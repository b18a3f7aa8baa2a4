//! # Hexad Query
//!
//! Query execution core for the hexad engine.
//!
//! This crate provides:
//! - [`QueryResult`], the carrier every operator produces: either a fully
//!   materialized `IdTable` or a single-consumer lazy sequence of chunks,
//!   with sort metadata and a shared local vocabulary
//! - The chunk-producer framework: explicit `next_chunk` producers,
//!   decorator wrappers for on-the-fly invariant checking, limit/offset
//!   windowing, consumption caching and chunk callbacks, plus a
//!   worker-thread handoff with cooperative cancellation
//! - The [`Operation`] trait implemented by every query-tree node
//! - [`IndexScan`], a permutation scan that merges the delta overlay into
//!   each block
//! - [`GroupBy`], the aggregation operator
//!
//! ## Consumer contract
//!
//! A lazy result is consumed by exactly one consumer, at most once. Its
//! finish callback (if registered) fires exactly once: after complete
//! consumption, after an early stop, or with the error flag set when the
//! producer fails.

pub mod checks;
pub mod chunks;
pub mod context;
pub mod error;
pub mod group_by;
pub mod operator;
pub mod result;
pub mod scan;
pub mod variable;

pub use checks::{expensive_checks_enabled, set_expensive_checks_enabled};
pub use chunks::{producer_fn, BoxedChunkProducer, ChunkProducer, TableChunks, WorkerProducer};
pub use context::ExecutionContext;
pub use error::{QueryError, Result};
pub use group_by::{AggregateAlias, AggregateKind, GroupBy};
pub use operator::{BoxedOperation, Operation, PrecomputedOperation};
pub use result::{ChunkStream, LimitOffsetClause, QueryResult};
pub use scan::IndexScan;
pub use variable::{ColumnIndexAndTypeInfo, Definedness, Variable, VariableToColumnMap};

==================================================

What to do
Go through the lines above and copy any that contain "lazy".

Task output
//!   materialized `IdTable` or a single-consumer lazy sequence of chunks,
//! A lazy result is consumed by exactly one consumer, at most once. Its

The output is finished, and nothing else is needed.